The Poles put their armed forces on high alert but remained calm and since a few hours after the explosion they recognized it had not been a Russian attack.
The Poles want to confirm an open secret in Europe. Ignoring the British and French military nuclear power, Poland today it has better armed forces compared to countries such as Germany, Italy or Spain. And you want to strengthen them.
While many thought for years that conventional wars were a thing of the past, that they could spend what they spent on weapons on other things until the 1990s, Poland continued to upgrade its military.
The government thinks of deterrence. Prime Minister Mateusz Morawiecki said this in early November “The Polish army must be so powerful that it doesn’t have to fight”. Its defense minister, Mariusz Blaszczak, said in July: “We will have the most powerful ground forces in Europe.”
thousands of soldiers
Public data shows that Poland has nearly twice as many tanks and artillery pieces as Germany. While the Germans, with 82 million inhabitants, can mobilize 170,000 soldiers, the Poles expect have 300,000 by the middle of the next decade.
Poland has also for years had tens of thousands of young people and adults, both men and women, undergo military training a few weekends a year. They are non-permanent members of a citizen militia as well as workers or students.
The idea would serve, in the event of a conflict, to mobilize, as Ukraine has done, tens of thousands of civilians with military knowledge. Unlike other European armies (the German, Dutch or Belgian, among others), the Polish He has no problem recruiting new soldiers.
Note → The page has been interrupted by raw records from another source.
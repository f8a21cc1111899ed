//! Configuration loading

use std::path::{Path, PathBuf};

use tracing::{debug, info, warn};

use crate::error::{ConfigError, Result};

use super::defaults::config_file_names;
use super::types::Config;
use super::validation::validate_config;

/// Load configuration from a file
pub fn load_config(path: &Path) -> Result<Config> {
    let format = if path.extension().is_some_and(|e| e == "toml") {
        "TOML"
    } else {
        "YAML"
    };
    info!(path = %path.display(), format, "loading config");

    if !path.exists() {
        return Err(ConfigError::NotFound(path.to_path_buf()).into());
    }
    let content = std::fs::read_to_string(path).map_err(ConfigError::Io)?;

    let config: Config = if format == "TOML" {
        toml::from_str(&content).map_err(ConfigError::TomlError)?
    } else {
        serde_yaml::from_str(&content).map_err(ConfigError::YamlError)?
    };

    validate_config(&config)?;
    debug!(path = %path.display(), "config loaded and validated");
    Ok(config)
}

/// Find a configuration file in `start_dir` or any parent.
///
/// Each level checks `<dir>/<name>` and then `<dir>/.github/<name>`.
pub fn find_config(start_dir: &Path) -> Option<PathBuf> {
    debug!(start_dir = %start_dir.display(), "searching for config file");
    let mut current = start_dir.to_path_buf();

    loop {
        for name in config_file_names() {
            let config_path = current.join(name);
            if config_path.exists() {
                info!(path = %config_path.display(), "found config file");
                return Some(config_path);
            }

            let github_path = current.join(".github").join(name);
            if github_path.exists() {
                info!(path = %github_path.display(), "found config file in .github/");
                return Some(github_path);
            }
        }

        if !current.pop() {
            break;
        }
    }

    debug!("no config file found");
    None
}

/// Load configuration from directory (searching parent directories)
pub fn load_config_from_dir(dir: &Path) -> Result<(Config, PathBuf)> {
    let config_path = find_config(dir).ok_or_else(|| ConfigError::NotFound(dir.to_path_buf()))?;
    let config = load_config(&config_path)?;
    Ok((config, config_path))
}

/// Load configuration or fall back to defaults when none is found.
///
/// A config file that exists but fails to parse is still an error.
pub fn load_config_or_default(dir: &Path) -> Result<(Config, Option<PathBuf>)> {
    match find_config(dir) {
        Some(path) => {
            let config = load_config(&path)?;
            Ok((config, Some(path)))
        }
        None => {
            warn!(dir = %dir.display(), "no config found, using defaults");
            Ok((Config::default(), None))
        }
    }
}
//! Configuration validation

use tracing::debug;

use crate::error::{ConfigError, Result};

use super::types::Config;

/// Validate configuration
pub fn validate_config(config: &Config) -> Result<()> {
    debug!("validating configuration");
    validate_pipeline(config)?;
    validate_stash(config)?;
    validate_execution(config)?;
    validate_toolchain(config)?;
    debug!("configuration validation passed");
    Ok(())
}

fn validate_pipeline(config: &Config) -> Result<()> {
    let id = config.pipeline.id.trim();
    if id.is_empty() {
        return Err(ConfigError::InvalidValue {
            field: "pipeline.id".to_string(),
            message: "pipeline id cannot be empty".to_string(),
        }
        .into());
    }

    if let Some(path) = id.strip_prefix("exec:") {
        if path.is_empty() {
            return Err(ConfigError::InvalidValue {
                field: "pipeline.id".to_string(),
                message: "exec: pipelines must name an executable".to_string(),
            }
            .into());
        }
    }

    Ok(())
}

fn validate_stash(config: &Config) -> Result<()> {
    if config.stash.enabled && config.stash.dir.as_os_str().is_empty() {
        return Err(ConfigError::InvalidValue {
            field: "stash.dir".to_string(),
            message: "stash directory cannot be empty".to_string(),
        }
        .into());
    }
    Ok(())
}

fn validate_execution(config: &Config) -> Result<()> {
    if config.execution.concurrency == 0 {
        return Err(ConfigError::InvalidValue {
            field: "execution.concurrency".to_string(),
            message: "must be at least 1".to_string(),
        }
        .into());
    }

    if config.execution.task_timeout_secs == Some(0) {
        return Err(ConfigError::InvalidValue {
            field: "execution.task_timeout_secs".to_string(),
            message: "must be greater than zero when set".to_string(),
        }
        .into());
    }

    Ok(())
}

fn validate_toolchain(config: &Config) -> Result<()> {
    if config.toolchain.file.is_some() && !config.toolchain.binaries.is_empty() {
        return Err(ConfigError::InvalidValue {
            field: "toolchain".to_string(),
            message: "set either toolchain.file or toolchain.binaries, not both".to_string(),
        }
        .into());
    }

    for name in config.toolchain.binaries.keys() {
        if name.trim().is_empty() {
            return Err(ConfigError::InvalidValue {
                field: "toolchain.binaries".to_string(),
                message: "binary names cannot be empty".to_string(),
            }
            .into());
        }
    }

    Ok(())
}
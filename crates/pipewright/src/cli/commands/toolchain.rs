//! Toolchain command: fingerprint build binaries

use std::collections::BTreeMap;
use std::path::PathBuf;

use anyhow::Context;
use clap::Args;

use pipewright_core::config::load_config_or_default;
use pipewright_core::ToolChain;
use pipewright_pipelines::tool_version;

use crate::cli::output;
use crate::cli::{Cli, OutputFormat};
use crate::exit_codes;

/// Write a toolchain file
#[derive(Debug, Args)]
pub struct ToolchainCommand {
    /// Binary to fingerprint, as name=path (can be repeated)
    #[arg(long = "binary", value_parser = parse_binary)]
    pub binaries: Vec<(String, PathBuf)>,

    /// Output file
    #[arg(short, long)]
    pub output: PathBuf,
}

fn parse_binary(value: &str) -> Result<(String, PathBuf), String> {
    match value.split_once('=') {
        Some((name, path)) if !name.is_empty() && !path.is_empty() => {
            Ok((name.to_string(), PathBuf::from(path)))
        }
        _ => Err(format!("expected name=path, got '{}'", value)),
    }
}

impl ToolchainCommand {
    pub fn execute(&self, cli: &Cli) -> anyhow::Result<i32> {
        let cwd = std::env::current_dir()?;
        let (config, _) = load_config_or_default(&cwd)?;

        // Command-line binaries override configured ones with the same name
        let mut binaries: BTreeMap<String, PathBuf> = config.toolchain.binaries.clone();
        binaries.extend(self.binaries.iter().cloned());

        let toolchain = ToolChain::from_binaries(tool_version(), binaries)?;
        toolchain
            .save(&self.output)
            .with_context(|| format!("Failed to write {}", self.output.display()))?;

        if cli.format == OutputFormat::Json {
            println!("{}", serde_json::to_string_pretty(&toolchain)?);
        } else if !cli.quiet {
            output::success(&format!(
                "Wrote toolchain to {}",
                output::path_style().apply_to(self.output.display())
            ));
            println!("{}", output::key_value("Hash", &toolchain.toolchain_hash.to_string()));
            for (name, binary) in &toolchain.binaries {
                println!(
                    "{}",
                    output::key_value(name, &format!("{} ({})", binary.path.display(), binary.hash))
                );
            }
        }

        Ok(exit_codes::SUCCESS)
    }
}
//! CLI commands

mod cache;
mod configure;
mod init;
mod plan;
mod run;
mod toolchain;

pub use cache::CacheCommand;
pub use configure::ConfigureCommand;
pub use init::InitCommand;
pub use plan::PlanCommand;
pub use run::RunCommand;
pub use toolchain::ToolchainCommand;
The growth of the Armed Forces costs money. But the Polish government is scratching its pockets. In recent months he has signed a contract for $4.9 billion to buy 250 US Abrams tanks and another $4.6 billion to buy 32 F-35 fighters. But not everything is spent in the US.
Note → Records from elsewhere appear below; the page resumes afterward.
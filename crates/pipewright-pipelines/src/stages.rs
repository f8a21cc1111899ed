//! Built-in `stages` pipeline
//!
//! Each configured stage is a shell command. A per-source stage runs once for
//! every source file; an aggregate stage runs once over all of its inputs.
//! Stages chain through `after`, and a final `complete` task records the
//! hashes of every output.
//!
//! The list of sources is itself a build product: `get_schedule` writes
//! `manifest.json` into the build directory before it builds the graph.

use std::collections::BTreeSet;
use std::path::{Path, PathBuf};

use serde::{Deserialize, Serialize};
use tracing::{debug, info, instrument, warn};

use pipewright_core::{ConfigError, Configuration, DeterminantHash, FileHash, ToolChain};
use pipewright_tasks::{
    report_outcome, ArtifactHeader, Dependencies, DependencyProvider, Pipeline, Progress,
    Schedule, Stash, TaskDescriptor, TaskError, TaskOutcome,
};

use crate::command::{shell_quote, CommandRunner};
use crate::environment::{BuildEnvironment, BuildPath, SourcePath};

/// Identifier the pipeline is registered under
pub const STAGES_PIPELINE_ID: &str = "stages";

const MANIFEST_TASK: &str = "manifest";
const COMPLETE_TASK: &str = "complete";
const MANIFEST_FILE: &str = "manifest.json";
const COMPLETE_FILE: &str = "complete.json";
const MANIFEST_SCHEMA: u32 = 1;

/// Pipeline settings, decoded from the configuration body
#[derive(Debug, Clone, PartialEq, Eq, Serialize, Deserialize)]
#[serde(default)]
pub struct StagesSettings {
    /// Root of the source files
    pub source_dir: PathBuf,
    /// Root of every build output
    pub build_dir: PathBuf,
    /// Glob patterns, relative to `source_dir`
    pub sources: Vec<String>,
    /// Stages in declaration order
    pub stages: Vec<StageConfig>,
}

impl Default for StagesSettings {
    fn default() -> Self {
        Self {
            source_dir: PathBuf::from("src"),
            build_dir: PathBuf::from("build"),
            sources: vec!["**/*".to_string()],
            stages: Vec::new(),
        }
    }
}

/// One stage of the pipeline
#[derive(Debug, Clone, PartialEq, Eq, Serialize, Deserialize)]
pub struct StageConfig {
    pub name: String,

    /// Command template. Placeholders: `{input}`, `{inputs}`, `{output}`, `{source}`.
    pub command: String,

    /// Stages whose outputs this stage consumes
    #[serde(default)]
    pub after: Vec<String>,

    /// Run once over all inputs instead of once per source
    #[serde(default)]
    pub aggregate: bool,

    /// Extension of the output file
    #[serde(default, skip_serializing_if = "Option::is_none")]
    pub extension: Option<String>,
}

impl StagesSettings {
    /// Decode settings from a configuration body. An empty or `null` body
    /// yields the defaults.
    pub fn from_body(body: &[u8]) -> Result<Self, ConfigError> {
        if body.is_empty() {
            return Ok(Self::default());
        }
        let value: serde_json::Value = serde_json::from_slice(body)?;
        if value.is_null() {
            return Ok(Self::default());
        }
        Ok(serde_json::from_value(value)?)
    }

    /// Check stage names and references
    pub fn validate(&self) -> Result<(), ConfigError> {
        let mut seen: BTreeSet<&str> = BTreeSet::new();

        for (i, stage) in self.stages.iter().enumerate() {
            let field = |name: &str| format!("settings.stages[{}].{}", i, name);

            if stage.name.is_empty() {
                return Err(invalid(field("name"), "Stage name cannot be empty"));
            }
            if stage.name == MANIFEST_TASK || stage.name == COMPLETE_TASK {
                return Err(invalid(
                    field("name"),
                    format!("'{}' is reserved", stage.name),
                ));
            }
            if stage.command.trim().is_empty() {
                return Err(invalid(field("command"), "Command cannot be empty"));
            }
            for after in &stage.after {
                if !seen.contains(after.as_str()) {
                    return Err(invalid(
                        field("after"),
                        format!("'{}' must name a stage declared before '{}'", after, stage.name),
                    ));
                }
            }
            if !seen.insert(stage.name.as_str()) {
                return Err(invalid(
                    field("name"),
                    format!("Duplicate stage '{}'", stage.name),
                ));
            }
        }

        if self.sources.is_empty() {
            return Err(invalid("settings.sources", "At least one pattern is required"));
        }
        Ok(())
    }

    fn stage(&self, name: &str) -> Result<&StageConfig, TaskError> {
        self.stages
            .iter()
            .find(|s| s.name == name)
            .ok_or_else(|| invalid("settings.stages", format!("Unknown stage '{}'", name)).into())
    }
}

fn invalid(field: impl Into<String>, message: impl Into<String>) -> ConfigError {
    ConfigError::InvalidValue {
        field: field.into(),
        message: message.into(),
    }
}

/// Payload of a `stages` task
#[derive(Debug, Clone, PartialEq, Eq, Serialize, Deserialize)]
#[serde(tag = "kind", rename_all = "snake_case")]
pub enum StageTask {
    /// Glob the sources and write the manifest
    Manifest,
    /// One stage over one source
    PerSource { stage: String, source: String },
    /// One aggregate stage over every source
    Aggregate { stage: String, sources: Vec<String> },
    /// Record the hash of every output
    Complete { sources: Vec<String> },
}

impl StageTask {
    /// Descriptor for this task
    pub fn descriptor(&self) -> Result<TaskDescriptor, TaskError> {
        let (name, source) = match self {
            Self::Manifest => (MANIFEST_TASK, ""),
            Self::PerSource { stage, source } => (stage.as_str(), source.as_str()),
            Self::Aggregate { stage, .. } => (stage.as_str(), ""),
            Self::Complete { .. } => (COMPLETE_TASK, ""),
        };
        Ok(TaskDescriptor::encode(name, source, self)?)
    }
}

#[derive(Debug, Serialize, Deserialize)]
struct Manifest {
    sources: Vec<String>,
}

#[derive(Debug)]
struct Initialised {
    settings: StagesSettings,
    env: BuildEnvironment,
    toolchain_hash: DeterminantHash,
    artifact_header: ArtifactHeader,
}

/// The built-in `stages` pipeline
#[derive(Debug, Default)]
pub struct StagesPipeline {
    state: Option<Initialised>,
}

impl StagesPipeline {
    pub fn new() -> Self {
        Self::default()
    }

    fn state(&self) -> Result<&Initialised, TaskError> {
        self.state
            .as_ref()
            .ok_or_else(|| TaskError::NotInitialised(STAGES_PIPELINE_ID.to_string()))
    }
}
Poland has signed a contract with South Korea to build six civilian nuclear reactors and has been negotiating military contracts in the meantime. the stakes will pay more than 10,000 million dollars in Korean weapons – mainly more tanks and more artillery.
Nobody in Brussels says anything against these massive arms purchases, but privately they would like the money to be spent on the European defense industry, not in American and in Korean.
But political anger with Poland continues in Brussels, to the point of bringing its government before the Court of Justice of the European Union for what is considered a drift against the independence of the judicial system.
pp
Source: Clarin
Mark Jones is a world traveler and journalist for News Rebeat. With a curious mind and a love of adventure, Mark brings a unique perspective to the latest global events and provides in-depth and thought-provoking coverage of the world at large.